The Green Grid takes giant StEP towards e-waste leadership

Collaboration with e-waste think tank aimed at educating organisations on electronic equipment disposal.

  • Friday, 31st May 2013 Posted 11 years ago in by Phil Alsop

The Green Grid, the non-profit, open industry consortium to improve the resource efficiency of data centres and business IT, has announced that it is working with the StEP Initiative to put organisations on track to understand, measure, and manage how they dispose of electronic equipment at the end of its useful life. Changing pressures on IT managers as a generation of equipment deployed in the data centre boom of the 90s reaches the end of its natural life and attention shifts to the question of disposal mean that The Green Grid is looking to collaborations like this to expand its knowledge base and continue meeting the needs of its members.

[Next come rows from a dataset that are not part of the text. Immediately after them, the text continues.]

//! Hierarchy traversal driving per-cohort classification.
//!
//! The walker owns no domain logic: it visits every cohort in the
//! grid → polygon → site → patch → cohort containment order and delegates to
//! the classifier exactly once per cohort. An empty container at any level
//! contributes no work and is not an error.

use rayon::prelude::*;

use crate::support::hierarchy::{CohortPath, Grid, Site};

use super::{ClassifyConfig, ClassifyError, classify::classify};

/// Classifies every cohort in the grid.
///
/// Must run whenever cohort physical state has changed materially, at
/// minimum once per simulation step before any budget solve, so downstream
/// physics never reads a flag computed from a prior step's state.
///
/// # Errors
///
/// Returns the first [`ClassifyError`] encountered, with the offending
/// cohort's full hierarchical path, and aborts the traversal. Cohorts
/// already visited keep their freshly written flags.
pub fn classify_all(grid: &mut Grid, config: &ClassifyConfig) -> Result<(), ClassifyError> {
    for (polygon_index, polygon) in grid.polygons_mut().iter_mut().enumerate() {
        for (site_index, site) in polygon.sites_mut().iter_mut().enumerate() {
            classify_site(site, config).map_err(|err| err.locate(polygon_index, site_index))?;
        }
    }
    Ok(())
}

/// Classifies every cohort in the grid, partitioned across rayon workers.
///
/// Cohort classifications are independent: each reads only its own cohort,
/// its patch's surface water depth, and the shared read-only configuration,
/// and each cohort's flags are written by exactly one worker. The produced
/// flags are identical to [`classify_all`].
///
/// # Errors
///
/// Returns a [`ClassifyError`] with the offending cohort's full hierarchical
/// path. Unlike [`classify_all`], sites already in flight when the error
/// surfaces may still have been classified.
pub fn classify_all_par(grid: &mut Grid, config: &ClassifyConfig) -> Result<(), ClassifyError> {
    grid.polygons_mut()
        .par_iter_mut()
        .enumerate()
        .try_for_each(|(polygon_index, polygon)| {
            polygon
                .sites_mut()
                .par_iter_mut()
                .enumerate()
                .try_for_each(|(site_index, site)| {
                    classify_site(site, config)
                        .map_err(|err| err.locate(polygon_index, site_index))
                })
        })
}

/// Classifies a single cohort addressed relative to its site.
///
/// For call sites that already hold one cohort, e.g. after an event changes
/// one cohort's biomass mid-step.
///
/// # Errors
///
/// Returns [`ClassifyError::MissingCohort`] if the patch or cohort index is
/// out of range, or any classification error for the addressed cohort. The
/// reported path is site-relative.
pub fn classify_cohort(
    site: &mut Site,
    patch_index: usize,
    cohort_index: usize,
    config: &ClassifyConfig,
) -> Result<(), ClassifyError> {
    let path = CohortPath::within_site(patch_index, cohort_index);
    let Some(patch) = site.patch_mut(patch_index) else {
        return Err(ClassifyError::MissingCohort { path });
    };
    classify(patch, cohort_index, config, path)
}

fn classify_site(site: &mut Site, config: &ClassifyConfig) -> Result<(), ClassifyError> {
    for (patch_index, patch) in site.patches_mut().iter_mut().enumerate() {
        for cohort_index in 0..patch.cohort_count() {
            classify(
                patch,
                cohort_index,
                config,
                CohortPath::within_site(patch_index, cohort_index),
            )?;
        }
    }
    Ok(())
}
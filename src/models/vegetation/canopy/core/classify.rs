//! Per-cohort resolvability classification.

use uom::si::f64::{HeatCapacity, Length};

use crate::support::{
    constraint::{Constraint, NonNegative},
    hierarchy::{Cohort, CohortPath, Patch, Resolvability, Tissue},
};

use super::{ClassifyConfig, ClassifyError};

/// Classifies one cohort and overwrites its stored resolvability flags.
///
/// Reads only the addressed cohort, the patch's surface water depth, and the
/// shared configuration; no other cohort is touched. Each call is a full
/// recomputation from current state, not an incremental update.
///
/// # Errors
///
/// Returns a [`ClassifyError`] on a missing cohort, an unconfigured species
/// id, or an invalid heat capacity. The cohort's stored flags are left
/// unchanged in that case.
pub(super) fn classify(
    patch: &mut Patch,
    cohort_index: usize,
    config: &ClassifyConfig,
    path: CohortPath,
) -> Result<(), ClassifyError> {
    let surface_water_depth = patch.surface_water_depth();
    let Some(cohort) = patch.cohort_mut(cohort_index) else {
        return Err(ClassifyError::MissingCohort { path });
    };

    let flags = resolvability(cohort, surface_water_depth, config, path)?;
    cohort.set_resolvability(flags);
    Ok(())
}

/// Computes the per-tissue flags for one cohort's current state.
fn resolvability(
    cohort: &Cohort,
    surface_water_depth: Length,
    config: &ClassifyConfig,
    path: CohortPath,
) -> Result<Resolvability, ClassifyError> {
    check_heat_capacity(Tissue::Leaf, cohort.leaf_heat_capacity, path)?;
    check_heat_capacity(Tissue::Wood, cohort.wood_heat_capacity, path)?;

    let threshold = config
        .species()
        .min_heat_capacity(cohort.pft)
        .ok_or(ClassifyError::UnknownPft {
            pft: cohort.pft,
            path,
        })?;

    // A canopy top exactly level with the combined snow and standing-water
    // surface counts as buried.
    let exposed = cohort.height > surface_water_depth;

    // Strict comparison at the threshold too: exact equality is insufficient.
    // With woody thermodynamics disabled globally, upstream writes zero wood
    // heat capacity, so wood_sufficient stays false without any explicit
    // branch here.
    let leaf_sufficient = cohort.leaf_heat_capacity > threshold;
    let wood_sufficient = cohort.wood_heat_capacity > threshold;

    // Under an active hydraulics scheme, the stem must be solved whenever the
    // leaf is, independent of the wood's own sufficiency.
    let wood_required_by_hydraulics =
        config.hydraulics().couples_wood_to_leaf() && leaf_sufficient;

    Ok(Resolvability {
        leaf: exposed && leaf_sufficient,
        wood: exposed && (wood_sufficient || wood_required_by_hydraulics),
    })
}

fn check_heat_capacity(
    tissue: Tissue,
    value: HeatCapacity,
    path: CohortPath,
) -> Result<(), ClassifyError> {
    NonNegative::check(&value).map_err(|source| ClassifyError::InvalidHeatCapacity {
        tissue,
        value,
        path,
        source,
    })
}

#[cfg(test)]
mod tests {
    use super::*;

    use uom::si::heat_capacity::joule_per_kelvin;

    use crate::models::vegetation::canopy::core::{
        HydraulicsScheme,
        test_support::{cohort, one_species_config, patch_with},
    };
    use crate::support::constraint::ConstraintError;

    /// Classifies a single cohort against a one-species table with a 0.5 J/K
    /// threshold and returns its flags.
    fn flags(
        height_m: f64,
        depth_m: f64,
        leaf_j_per_k: f64,
        wood_j_per_k: f64,
        hydraulics: HydraulicsScheme,
    ) -> Resolvability {
        let config = one_species_config(0.5, hydraulics);
        let mut patch = patch_with(depth_m, vec![cohort(height_m, leaf_j_per_k, wood_j_per_k)]);

        classify(&mut patch, 0, &config, CohortPath::within_site(0, 0)).unwrap();
        patch.cohort(0).unwrap().resolvability()
    }

    #[test]
    fn sparse_wood_is_skipped_without_hydraulics() {
        let flags = flags(10.0, 2.0, 0.8, 0.1, HydraulicsScheme::Disabled);
        assert_eq!(flags, Resolvability { leaf: true, wood: false });
    }

    #[test]
    fn buried_cohort_is_never_resolvable() {
        let flags = flags(1.0, 2.0, 0.8, 0.9, HydraulicsScheme::Disabled);
        assert_eq!(flags, Resolvability::none());
    }

    #[test]
    fn active_hydraulics_couples_wood_to_leaf() {
        let flags = flags(10.0, 2.0, 0.8, 0.1, HydraulicsScheme::Dynamic);
        assert_eq!(flags, Resolvability { leaf: true, wood: true });
    }

    #[test]
    fn canopy_level_with_surface_is_buried() {
        let flags = flags(5.0, 5.0, 0.8, 0.9, HydraulicsScheme::Disabled);
        assert_eq!(flags, Resolvability::none());
    }

    #[test]
    fn insufficient_leaf_blocks_hydraulic_coupling() {
        let flags = flags(10.0, 2.0, 0.3, 0.1, HydraulicsScheme::Dynamic);
        assert_eq!(flags, Resolvability::none());
    }

    #[test]
    fn heat_capacity_at_threshold_is_insufficient() {
        let flags = flags(10.0, 0.0, 0.5, 0.5, HydraulicsScheme::Disabled);
        assert_eq!(flags, Resolvability::none());
    }

    #[test]
    fn leaf_flag_ignores_wood_heat_capacity() {
        for hydraulics in [HydraulicsScheme::Disabled, HydraulicsScheme::Dynamic] {
            let sparse_wood = flags(10.0, 2.0, 0.8, 0.0, hydraulics);
            let dense_wood = flags(10.0, 2.0, 0.8, 5.0, hydraulics);
            assert_eq!(sparse_wood.leaf, dense_wood.leaf);
        }
    }

    #[test]
    fn wood_flag_ignores_leaf_heat_capacity_when_hydraulics_disabled() {
        let sparse_leaf = flags(10.0, 2.0, 0.0, 0.9, HydraulicsScheme::Disabled);
        let dense_leaf = flags(10.0, 2.0, 5.0, 0.9, HydraulicsScheme::Disabled);
        assert_eq!(sparse_leaf.wood, dense_leaf.wood);
    }

    #[test]
    fn enabling_hydraulics_never_clears_the_wood_flag() {
        let states = [
            (10.0, 2.0, 0.8, 0.1),
            (10.0, 2.0, 0.8, 0.9),
            (10.0, 2.0, 0.3, 0.9),
            (1.0, 2.0, 0.8, 0.9),
            (5.0, 5.0, 0.8, 0.1),
            (10.0, 0.0, 0.5, 0.5),
        ];

        for (height, depth, leaf, wood) in states {
            let disabled = flags(height, depth, leaf, wood, HydraulicsScheme::Disabled);
            let dynamic = flags(height, depth, leaf, wood, HydraulicsScheme::Dynamic);
            assert!(
                dynamic.wood || !disabled.wood,
                "hydraulics cleared the wood flag for state {:?}",
                (height, depth, leaf, wood),
            );
        }
    }

    #[test]
    fn reclassification_is_idempotent() {
        let config = one_species_config(0.5, HydraulicsScheme::Dynamic);
        let mut patch = patch_with(2.0, vec![cohort(10.0, 0.8, 0.1)]);
        let path = CohortPath::within_site(0, 0);

        classify(&mut patch, 0, &config, path).unwrap();
        let first = patch.cohort(0).unwrap().resolvability();

        classify(&mut patch, 0, &config, path).unwrap();
        assert_eq!(patch.cohort(0).unwrap().resolvability(), first);
    }

    #[test]
    fn rejects_negative_heat_capacity() {
        let config = one_species_config(0.5, HydraulicsScheme::Disabled);
        let mut patch = patch_with(2.0, vec![cohort(10.0, -0.8, 0.9)]);
        let path = CohortPath::within_site(0, 0);

        match classify(&mut patch, 0, &config, path) {
            Err(ClassifyError::InvalidHeatCapacity {
                tissue: Tissue::Leaf,
                path: reported,
                source: ConstraintError::Negative,
                ..
            }) => assert_eq!(reported, path),
            other => panic!("expected InvalidHeatCapacity, got: {other:?}"),
        }

        // The stored flags are untouched by a failed classification.
        assert_eq!(patch.cohort(0).unwrap().resolvability(), Resolvability::none());
    }

    #[test]
    fn rejects_nan_heat_capacity() {
        let config = one_species_config(0.5, HydraulicsScheme::Disabled);
        let mut cohort = cohort(10.0, 0.8, 0.9);
        cohort.wood_heat_capacity = HeatCapacity::new::<joule_per_kelvin>(f64::NAN);
        let mut patch = patch_with(2.0, vec![cohort]);

        match classify(&mut patch, 0, &config, CohortPath::within_site(0, 0)) {
            Err(ClassifyError::InvalidHeatCapacity {
                tissue: Tissue::Wood,
                source: ConstraintError::NotANumber,
                ..
            }) => {}
            other => panic!("expected InvalidHeatCapacity, got: {other:?}"),
        }
    }

    #[test]
    fn rejects_unknown_pft() {
        let config = one_species_config(0.5, HydraulicsScheme::Disabled);
        let mut unknown = cohort(10.0, 0.8, 0.9);
        unknown.pft = crate::support::hierarchy::PftId::new(2);
        let mut patch = patch_with(2.0, vec![unknown]);

        match classify(&mut patch, 0, &config, CohortPath::within_site(0, 0)) {
            Err(ClassifyError::UnknownPft { pft, .. }) => assert_eq!(pft.get(), 2),
            other => panic!("expected UnknownPft, got: {other:?}"),
        }
    }

    #[test]
    fn missing_cohort_is_reported() {
        let config = one_species_config(0.5, HydraulicsScheme::Disabled);
        let mut patch = patch_with(2.0, vec![]);
        let path = CohortPath::within_site(0, 0);

        match classify(&mut patch, 0, &config, path) {
            Err(ClassifyError::MissingCohort { path: reported }) => assert_eq!(reported, path),
            other => panic!("expected MissingCohort, got: {other:?}"),
        }
    }
}
use std::fmt;

use uom::si::f64::{HeatCapacity, Length};

/// Identifier for a plant functional type (PFT).
///
/// PFT ids are 1-based, matching the convention of ecological parameter
/// sets. An id outside the configured species table is reported as an error
/// during classification rather than silently defaulted.
#[derive(Debug, Clone, Copy, PartialEq, Eq, Hash)]
pub struct PftId(usize);

impl PftId {
    /// Constructs a PFT id from its 1-based raw value.
    #[must_use]
    pub const fn new(id: usize) -> Self {
        Self(id)
    }

    /// Returns the 1-based raw id.
    #[must_use]
    pub const fn get(self) -> usize {
        self.0
    }
}

impl fmt::Display for PftId {
    fn fmt(&self, f: &mut fmt::Formatter<'_>) -> fmt::Result {
        write!(f, "{}", self.0)
    }
}

/// The two cohort tissues whose thermodynamics are solved independently.
#[derive(Debug, Clone, Copy, PartialEq, Eq)]
pub enum Tissue {
    Leaf,
    Wood,
}

impl fmt::Display for Tissue {
    fn fmt(&self, f: &mut fmt::Formatter<'_>) -> fmt::Result {
        match self {
            Self::Leaf => write!(f, "leaf"),
            Self::Wood => write!(f, "wood"),
        }
    }
}

/// Per-tissue resolvability flags for one cohort.
///
/// A tissue is resolvable when it is numerically safe to include in the
/// current step's energy/water/CO2 budget solve. Downstream physics must
/// exclude an unresolvable tissue from that step's solve entirely.
#[derive(Debug, Clone, Copy, Default, PartialEq, Eq)]
pub struct Resolvability {
    /// Leaf energy balance may be solved this step.
    pub leaf: bool,

    /// Woody-tissue energy balance may be solved this step.
    pub wood: bool,
}

impl Resolvability {
    /// Neither tissue is resolvable.
    #[must_use]
    pub const fn none() -> Self {
        Self {
            leaf: false,
            wood: false,
        }
    }

    /// Returns the flag for the given tissue.
    #[must_use]
    pub const fn is_resolvable(self, tissue: Tissue) -> bool {
        match tissue {
            Tissue::Leaf => self.leaf,
            Tissue::Wood => self.wood,
        }
    }
}

/// Aggregate state of all plants of one functional type within a patch.
///
/// The physical scalars are maintained by the biomass, allometry, and
/// phenology modules and are read here. The resolvability flags are written
/// only by the canopy classifier; they cache a pure function of the current
/// physical state and must be recomputed whenever that state changes
/// materially, at minimum once per simulation step before any budget solve.
#[derive(Debug, Clone)]
pub struct Cohort {
    /// Canopy-top height above the ground surface.
    pub height: Length,

    /// Thermal inertia of the leaf tissue. Doubles as the numerical-stability
    /// gate: a near-zero value makes the leaf energy balance ill-conditioned.
    pub leaf_heat_capacity: HeatCapacity,

    /// Thermal inertia of the woody tissue.
    ///
    /// When woody-tissue thermodynamics is disabled globally, the upstream
    /// heat-capacity assignment writes zero here for every cohort, which the
    /// classifier's strict sufficiency test can never pass. The classifier
    /// itself carries no explicit "wood thermodynamics enabled" branch.
    pub wood_heat_capacity: HeatCapacity,

    /// Functional type of the plants aggregated in this cohort.
    pub pft: PftId,

    resolvability: Resolvability,
}

impl Cohort {
    /// Constructs a cohort with both resolvability flags cleared.
    #[must_use]
    pub fn new(
        pft: PftId,
        height: Length,
        leaf_heat_capacity: HeatCapacity,
        wood_heat_capacity: HeatCapacity,
    ) -> Self {
        Self {
            height,
            leaf_heat_capacity,
            wood_heat_capacity,
            pft,
            resolvability: Resolvability::none(),
        }
    }

    /// Returns the flags written by the most recent classification.
    ///
    /// Flags are a cache, not independent truth: a flag computed before the
    /// last material state change is stale and must not gate a budget solve.
    #[must_use]
    pub fn resolvability(&self) -> Resolvability {
        self.resolvability
    }

    pub(crate) fn set_resolvability(&mut self, resolvability: Resolvability) {
        self.resolvability = resolvability;
    }
}
use super::Polygon;

/// The top-level container, owning an ordered sequence of polygons.
#[derive(Debug, Clone, Default)]
pub struct Grid {
    polygons: Vec<Polygon>,
}

impl Grid {
    /// Constructs a grid with no polygons.
    #[must_use]
    pub fn new() -> Self {
        Self::default()
    }

    /// Appends a polygon to this grid.
    pub fn push_polygon(&mut self, polygon: Polygon) {
        self.polygons.push(polygon);
    }

    /// Returns the polygons of this grid.
    #[must_use]
    pub fn polygons(&self) -> &[Polygon] {
        &self.polygons
    }

    /// Returns the polygons of this grid for mutation.
    #[must_use]
    pub fn polygons_mut(&mut self) -> &mut [Polygon] {
        &mut self.polygons
    }
}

Through its work with the Solving the E-waste Problem (StEP) Initiative – a leading think tank hosted by the United Nations academic arm, the United Nations University (UNU) that works internationally to develop policy and best practice for the management of end-of-life electronic equipment by businesses and the consumer public – The Green Grid also aims to unite two distinct camps within the green IT movement: “Typically, The Green Grid’s activities have been in the energy and emissions area of green IT, which has a strong focus on data centres and enterprise. But there is another strand of green IT, looking at materials, waste, and recycling, that focuses more on office equipment. These two areas don’t often intersect – this collaboration is an effort to unite them as never before,” explained The Green Grid Board Member John Pflueger.


“With organisations using more and more electronic equipment on a daily basis, they are becoming increasingly concerned with the question of how to dispose of these devices responsibly, and we realised that e-waste is a key topic for The Green Grid to be addressing. We are looking to StEP’s deep understanding of the issues to help educate and guide our research and work on new metrics in this area, for example,” Pflueger continued, explaining the rationale behind the collaboration.


The first product of the new co-operation was The Green Grid’s recently-published white paper introducing its new e-waste metric, Electronics Disposal Efficiency (EDE): an IT recycling metric for enterprises and data centres. StEP’s e-waste experts were involved at every stage of the development of the white paper, helping ensure that the EDE metric provides an accurate representation of the situation of organisations. “We want our knowledge and expertise to find useful real-world application, so it was very important to us to provide our recommendations for this new metric,” said Ruediger Kuehr, Executive Secretary of the StEP Initiative.


The Green Grid is now looking for organisations to pilot the EDE metric, Pflueger said: “A number of companies have already expressed an interest in EDE. They will be helping us to work out what criteria and measurements need to be specified more rigorously, for instance. We hope to develop a number of case studies demonstrating e-waste best practice and provide a process for organisations to decide on their individual strategies.”
Kuehr expressed his satisfaction at the achievements of the collaboration so far, but cautioned that there is much more to come: “We are only at the very beginning of the e-waste discussion – phase one, if you like. In creating the Electronics Disposal Efficiency metric, we have taken an important first step, but now the real work begins to help organisations identify and understand all their waste streams and find the best disposal pathways for them,” he concluded.